The proposed regulations describe who is a beneficial owner and who is a company applicant. A beneficial owner is any individual who meets at least one of two criteria:

  • exercising substantial control over the reporting company; or
  • owning or controlling at least 25 percent of the ownership interest of the reporting company.

The proposed regulations also describe who is a company applicant. In the case of a domestic reporting company, a company applicant is the individual who files the document that forms the entity. In the case of a foreign reporting company, a company applicant is the individual who files the document that first registers the entity to do business in the United States. The proposed regulations specify that a company applicant includes anyone who directs or controls the filing of the document by another.

Information to be Reported on Beneficial Owners and Company Applicants

The CTA requires each reporting company to submit to FinCEN a report identifying each beneficial owner of the reporting company and each company applicant by:

  • full legal name,
  • date of birth,
  • current residential or business street address, and
  • unique identifying number from an acceptable identification document; or, or, if this information has already been provided to FinCEN, by a FinCEN identifier.

Proposed 31 CFR 1010.380(b)(1)(ii) sets forth the specific items of information that a reporting company must report about each individual beneficial owner and each individual company applicant. The language is drawn nearly verbatim from 31 U.S.C. 5336(b)(2)(A).

The statute requires reporting companies to identify beneficial owners and applicants by their “residential or business street address.” The statutory requirement does not specify when or whether one type of address should be used in preference to another or resolve more specific questions regarding secondary addresses or whether addresses should be domestic, if possible, or can be foreign.  FinCEN believes that the residential street address will be more useful for establishing the unambiguous identity of an identified beneficial owner. The reporting of a residential street address will also likely allow for easier follow-up by law enforcement in the event of investigative need. Accordingly, FinCEN believes that requiring the disclosure of beneficial owners’ residential street address for tax residency purposes is appropriate. FinCEN therefore proposes that the reporting company report the residential address for tax residency purposes of each beneficial owner.

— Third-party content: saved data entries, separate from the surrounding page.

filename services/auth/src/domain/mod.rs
pub mod repository;
pub mod types;
// Module name shadows the `serde` crate; `::serde` is the external one.
use ::serde::Serializer;
use chrono::{DateTime, SecondsFormat, Utc};

/// Serialize `DateTime<Utc>` as RFC 3339 with 3-digit fractional seconds.
pub fn to_rfc3339_ms<S>(dt: &DateTime<Utc>, s: S) -> Result<S::Ok, S::Error>
where
    S: Serializer,
{
    s.serialize_str(&dt.to_rfc3339_opts(SecondsFormat::Millis, true))
}

/// Same as [`to_rfc3339_ms`] for nullable timestamps; `None` becomes JSON `null`.
pub fn to_rfc3339_ms_opt<S>(dt: &Option<DateTime<Utc>>, s: S) -> Result<S::Ok, S::Error>
where
    S: Serializer,
{
    match dt {
        Some(dt) => to_rfc3339_ms(dt, s),
        None => s.serialize_none(),
    }
}
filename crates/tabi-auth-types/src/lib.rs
//! Session types shared by the Tabi auth service and its tests.
//!
//! Provides session JWT issuing/verification, the session cookie builders, and the
//! `SessionIdentity` extractor.

pub mod cookie;
pub mod identity;
pub mod token;
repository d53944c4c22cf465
use sea_orm_migration::prelude::*;

#[tokio::main]
async fn main() {
    cli::run_cli(tabi_auth_migration::Migrator).await;
}
use sea_orm::entity::prelude::*;

/// Failed-credential counter and ban window for one source address (IPv4 or IPv6 text).
#[derive(Clone, Debug, PartialEq, Eq, DeriveEntityModel)]
#[sea_orm(table_name = "ip_bans")]
pub struct Model {
    #[sea_orm(primary_key, auto_increment = false)]
    pub id: Uuid,
    #[sea_orm(unique)]
    pub ip_address: String,
    pub failed_attempts: i32,
    pub banned_until: Option<chrono::DateTime<chrono::Utc>>,
    pub first_attempt_at: chrono::DateTime<chrono::Utc>,
    pub last_attempt_at: chrono::DateTime<chrono::Utc>,
}

#[derive(Copy, Clone, Debug, EnumIter, DeriveRelation)]
pub enum Relation {}

impl ActiveModelBehavior for ActiveModel {}
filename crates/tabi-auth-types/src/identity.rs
//! Session identity extractor.

use axum::extract::{FromRef, FromRequestParts};
use axum::response::{IntoResponse, Response};
use axum_extra::extract::CookieJar;
use http::request::Parts;
use http::{HeaderMap, StatusCode, header::AUTHORIZATION};
use uuid::Uuid;

use crate::cookie::SESSION_COOKIE;
use crate::token::{SessionKeys, verify_session};

/// Identity carried by a verified session token.
///
/// The token is read from `Authorization: Bearer <token>` first, then from the
/// `session_token` cookie. Any missing, malformed, forged or expired token is rejected
/// with 401.
#[derive(Debug, Clone)]
pub struct SessionIdentity {
    pub identity_id: Uuid,
    pub expires_at: u64,
}

/// Rejection for [`SessionIdentity`].
#[derive(Debug, thiserror::Error)]
pub enum SessionRejection {
    #[error("no session token")]
    Missing,
    #[error("invalid session token")]
    Invalid,
}

impl IntoResponse for SessionRejection {
    fn into_response(self) -> Response {
        // Both cases look the same to the client.
        let body = serde_json::json!({
            "kind": "UNAUTHENTICATED",
            "message": "Not authenticated",
        });
        (StatusCode::UNAUTHORIZED, axum::Json(body)).into_response()
    }
}

fn bearer_token(headers: &HeaderMap) -> Option<String> {
    let value = headers.get(AUTHORIZATION)?.to_str().ok()?;
    let (scheme, token) = value.split_once(' ')?;
    let token = token.trim();
    (scheme.eq_ignore_ascii_case("bearer") && !token.is_empty()).then(|| token.to_owned())
}

fn cookie_token(headers: &HeaderMap) -> Option<String> {
    CookieJar::from_headers(headers)
        .get(SESSION_COOKIE)
        .map(|c| c.value().to_owned())
        .filter(|v| !v.is_empty())
}

impl<S> FromRequestParts<S> for SessionIdentity
where
    SessionKeys: FromRef<S>,
    S: Send + Sync,
{
    type Rejection = SessionRejection;

    // Resolve synchronously and hand back a 'static future, like the other extractors here.
    fn from_request_parts(
        parts: &mut Parts,
        state: &S,
    ) -> impl std::future::Future<Output = Result<Self, Self::Rejection>> + Send {
        let keys = SessionKeys::from_ref(state);
        let token = bearer_token(&parts.headers).or_else(|| cookie_token(&parts.headers));
        let result = match token {
            None => Err(SessionRejection::Missing),
            Some(token) => verify_session(&token, &keys)
                .and_then(|claims| {
                    claims.identity_id().map(|identity_id| Self {
                        identity_id,
                        expires_at: claims.exp,
                    })
                })
                .ok_or(SessionRejection::Invalid),
        };

        async move { result }
    }
}
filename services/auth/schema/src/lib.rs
//! sea-orm entities for the auth service tables.

pub mod ip_bans;
pub mod login_codes;
pub mod users;
use axum::Router;
use axum::body::{Body, to_bytes};
use axum::http::{Request, Response, StatusCode, header};
use sea_orm::{ColumnTrait, DatabaseConnection, EntityTrait, QueryFilter};
use serde_json::{Value, json};
use tower::ServiceExt;
use uuid::Uuid;

use tabi_auth::router::build_router;
use tabi_auth_schema::login_codes;
use tabi_core::middleware::X_REQUEST_ID;
use tabi_testing::auth::MockSession;

use crate::helpers::{ALLOWED_EMAIL, CHAT_ID, session_keys, test_state};

async fn create_app() -> (Router, DatabaseConnection) {
    let state = test_state().await;
    let db = state.db.clone();
    (build_router(state), db)
}

fn post_json(uri: &str, body: Value) -> Request<Body> {
    Request::builder()
        .method("POST")
        .uri(uri)
        .header(header::CONTENT_TYPE, "application/json")
        .body(Body::from(body.to_string()))
        .unwrap()
}

fn login_from(ip: &str, credential: &str) -> Request<Body> {
    let mut request = post_json("/auth/login", json!({ "credential": credential }));
    request
        .headers_mut()
        .insert("x-forwarded-for", ip.parse().unwrap());
    request
}

fn get(uri: &str) -> Request<Body> {
    Request::builder().uri(uri).body(Body::empty()).unwrap()
}

async fn body_json(response: Response<Body>) -> Value {
    let bytes = to_bytes(response.into_body(), usize::MAX).await.unwrap();
    serde_json::from_slice(&bytes).unwrap()
}

fn set_cookie(response: &Response<Body>) -> String {
    response
        .headers()
        .get(header::SET_COOKIE)
        .expect("set-cookie header")
        .to_str()
        .unwrap()
        .to_owned()
}

async fn active_code(db: &DatabaseConnection) -> String {
    login_codes::Entity::find()
        .filter(login_codes::Column::IsUsed.eq(false))
        .one(db)
        .await
        .unwrap()
        .expect("an unused login code")
        .code
}

#[tokio::test]
async fn should_report_health_and_readiness() {
    let (app, _db) = create_app().await;

    let response = app.clone().oneshot(get("/healthz")).await.unwrap();
    assert_eq!(response.status(), StatusCode::OK);

    let response = app.oneshot(get("/readyz")).await.unwrap();
    assert_eq!(response.status(), StatusCode::OK);
}

#[tokio::test]
async fn should_attach_request_id_to_responses() {
    let (app, _db) = create_app().await;

    let response = app.oneshot(get("/healthz")).await.unwrap();
    let id = response.headers().get(X_REQUEST_ID).expect("request id");
    assert!(Uuid::parse_str(id.to_str().unwrap()).is_ok());
}

#[tokio::test]
async fn should_complete_login_flow() {
    let (app, db) = create_app().await;

    // 1. Request a code through the legacy `email` field
    let response = app
        .clone()
        .oneshot(post_json("/auth/login", json!({ "email": "ME@x.com" })))
        .await
        .unwrap();
    assert_eq!(response.status(), StatusCode::OK);
    let body = body_json(response).await;
    assert_eq!(body["message"], "인증 코드가 생성되었습니다. (개발 모드)");

    // 2. Exchange it for a session cookie
    let code = active_code(&db).await;
    let response = app
        .clone()
        .oneshot(post_json("/auth/verify", json!({ "code": code })))
        .await
        .unwrap();
    assert_eq!(response.status(), StatusCode::OK);
    let cookie = set_cookie(&response);
    assert!(cookie.starts_with("session_token="));
    for attr in ["HttpOnly", "SameSite=Lax", "Path=/", "Max-Age=900"] {
        assert!(cookie.contains(attr), "missing {attr} in {cookie}");
    }
    assert!(!cookie.contains("; Secure"));
    let body = body_json(response).await;
    assert_eq!(body["message"], "Login successful");
    let identity_id = body["identityId"].as_str().unwrap().to_owned();

    // 3. The cookie authenticates /auth/me
    let session_pair = cookie.split(';').next().unwrap().to_owned();
    let request = Request::builder()
        .uri("/auth/me")
        .header(header::COOKIE, session_pair)
        .body(Body::empty())
        .unwrap();
    let response = app.clone().oneshot(request).await.unwrap();
    assert_eq!(response.status(), StatusCode::OK);
    let me = body_json(response).await;
    assert_eq!(me["id"], identity_id.as_str());
    assert_eq!(me["deliveryAddress"], CHAT_ID);
    assert_eq!(me["isActive"], true);
    assert!(me["createdAt"].as_str().unwrap().ends_with('Z'));
    assert!(me["lastLoginAt"].is_string());

    // 4. The code is single-use
    let response = app
        .clone()
        .oneshot(post_json("/auth/verify", json!({ "code": code })))
        .await
        .unwrap();
    assert_eq!(response.status(), StatusCode::BAD_REQUEST);

    // 5. Logout expires the cookie
    let response = app
        .oneshot(post_json("/auth/logout", json!({})))
        .await
        .unwrap();
    assert_eq!(response.status(), StatusCode::OK);
    let cookie = set_cookie(&response);
    assert!(cookie.contains("Max-Age=0"), "{cookie}");
    let body = body_json(response).await;
    assert_eq!(body["message"], "Successfully logged out");
}

#[tokio::test]
async fn should_reject_unknown_credential() {
    let (app, _db) = create_app().await;

    let response = app
        .oneshot(login_from("203.0.113.7", "other@x.com"))
        .await
        .unwrap();
    assert_eq!(response.status(), StatusCode::BAD_REQUEST);
    let body = body_json(response).await;
    assert_eq!(body["kind"], "UNKNOWN_CREDENTIAL");
    assert_eq!(body["message"], "등록되지 않은 이메일입니다.");
}

#[tokio::test]
async fn should_ban_forwarded_address_after_repeated_failures() {
    let (app, _db) = create_app().await;
    let ip = "203.0.113.7";

    for _ in 0..4 {
        let response = app
            .clone()
            .oneshot(login_from(ip, "other@x.com"))
            .await
            .unwrap();
        assert_eq!(body_json(response).await["kind"], "UNKNOWN_CREDENTIAL");
    }

    let response = app
        .clone()
        .oneshot(login_from(ip, "other@x.com"))
        .await
        .unwrap();
    assert_eq!(response.status(), StatusCode::BAD_REQUEST);
    let body = body_json(response).await;
    assert_eq!(body["kind"], "TOO_MANY_ATTEMPTS");
    assert_eq!(
        body["message"],
        "너무 많은 실패로 인해 10분간 접속이 제한됩니다."
    );

    let response = app
        .clone()
        .oneshot(login_from(ip, "other@x.com"))
        .await
        .unwrap();
    let body = body_json(response).await;
    assert_eq!(body["kind"], "RATE_LIMITED");
    assert_eq!(body["message"], "IP가 차단되었습니다. 10분 후 다시 시도하세요.");

    // Other addresses are unaffected.
    let response = app
        .oneshot(login_from("198.51.100.2", "other@x.com"))
        .await
        .unwrap();
    assert_eq!(body_json(response).await["kind"], "UNKNOWN_CREDENTIAL");
}

#[tokio::test]
async fn should_reject_wrong_code() {
    let (app, _db) = create_app().await;

    let response = app
        .oneshot(post_json("/auth/verify", json!({ "code": "000000" })))
        .await
        .unwrap();
    assert_eq!(response.status(), StatusCode::BAD_REQUEST);
    assert!(response.headers().get(header::SET_COOKIE).is_none());
    let body = body_json(response).await;
    assert_eq!(body["kind"], "INVALID_OR_EXPIRED_CODE");
    assert_eq!(body["message"], "Invalid or expired code");
}

#[tokio::test]
async fn should_require_session_for_me() {
    let (app, _db) = create_app().await;

    let response = app.clone().oneshot(get("/auth/me")).await.unwrap();
    assert_eq!(response.status(), StatusCode::UNAUTHORIZED);
    assert_eq!(body_json(response).await["kind"], "UNAUTHENTICATED");

    let expired = MockSession::expired(Uuid::now_v7(), &session_keys());
    let (name, value) = expired.bearer_header();
    let request = Request::builder()
        .uri("/auth/me")
        .header(name, value)
        .body(Body::empty())
        .unwrap();
    let response = app.clone().oneshot(request).await.unwrap();
    assert_eq!(response.status(), StatusCode::UNAUTHORIZED);

    // Valid signature but no such identity.
    let ghost = MockSession::new(Uuid::now_v7(), &session_keys());
    let (name, value) = ghost.cookie_header();
    let request = Request::builder()
        .uri("/auth/me")
        .header(name, value)
        .body(Body::empty())
        .unwrap();
    let response = app.oneshot(request).await.unwrap();
    assert_eq!(response.status(), StatusCode::UNAUTHORIZED);
    assert_eq!(body_json(response).await["message"], "Not authenticated");
}

#[tokio::test]
async fn should_accept_bearer_session_for_me() {
    let (app, db) = create_app().await;

    let response = app
        .clone()
        .oneshot(post_json("/auth/login", json!({ "credential": ALLOWED_EMAIL })))
        .await
        .unwrap();
    assert_eq!(response.status(), StatusCode::OK);
    let response = app
        .clone()
        .oneshot(post_json("/auth/verify", json!({ "code": active_code(&db).await })))
        .await
        .unwrap();
    let identity_id: Uuid = body_json(response).await["identityId"]
        .as_str()
        .unwrap()
        .parse()
        .unwrap();

    let session = MockSession::new(identity_id, &session_keys());
    let (name, value) = session.bearer_header();
    let request = Request::builder()
        .uri("/auth/me")
        .header(name, value)
        .body(Body::empty())
        .unwrap();
    let response = app.oneshot(request).await.unwrap();
    assert_eq!(response.status(), StatusCode::OK);
    assert_eq!(body_json(response).await["id"], identity_id.to_string());
}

With respect to a company applicant’s address, FinCEN proposes a bifurcated approach. For company applicants that provide a business service as a corporate or formation agent, the reporting company would need to report the business address of any company applicant that files a document in the course of such individual’s business.  For all other company applicants, the reporting company would need to report the residential street address that the individual uses for tax residency purposes.

In addition, the CTA authorizes FinCEN to prescribe procedures and standards governing the reports identifying beneficial owners and applicants “by,” among other things, a “unique identifying number from an acceptable identification document.” Therefore, the proposed rule specifies that the reporting company provide a scanned copy of the identification document from which the unique identifying number of the beneficial owner or company applicant is obtained, in connection with reporting that unique number.

Information to be Reported on Reporting Companies

Proposed 31 CFR 1010.380(b)(1)(i) would require reporting companies to report certain information to identify the reporting company. While the CTA specifies the information required to be reported to “identify each beneficial owner of the applicable reporting company and each applicant with respect to that reporting company,” the CTA does not specify what, if any, information a reporting company must report about itself.

Therefore, to ensure that each reporting company can be identified, the proposed regulations would require each reporting company to report its name, any alternative names through which the company is engaging in business (“d/b/a names”), its business street address, its jurisdiction of formation or registration, as well as a unique identification number.

Specifically, the reporting company would be required to submit a TIN (including an Employer Identification Number (EIN)), or where a reporting company has not yet been issued a TIN, a Dun & Bradstreet Data Universal Numbering System (DUNS) number or a Legal Entity Identifier (LEI).

Beneficial Owners

As noted, the CTA defines a beneficial owner, with respect to a reporting company, as “any individual who, directly or indirectly, through any contract, arrangement, understanding, relationship, or otherwise—(i) exercises substantial control over the entity; or (ii) owns or controls not less than 25% of the ownership interests of the entity.”

Consistent with the CTA, the proposed rule would require a reporting company to identify any individual who satisfies either of these two components. Based on the breadth of the substantial control component, FinCEN expects that a reporting company would identify at least one beneficial owner under that component regardless of whether (1) any individual satisfies the ownership component, or (2) exclusions to the definition of beneficial owner apply.

Substantial Control

Proposed 31 CFR 1010.380(d)(1) sets forth three specific indicators of substantial control:

  • service as a senior officer of a reporting company;
  • authority over the appointment or removal of any senior officer or dominant majority of the board of directors (or similar body) of a reporting company; and
  • direction, determination, or decision of, or substantial influence over, important matters of a reporting company.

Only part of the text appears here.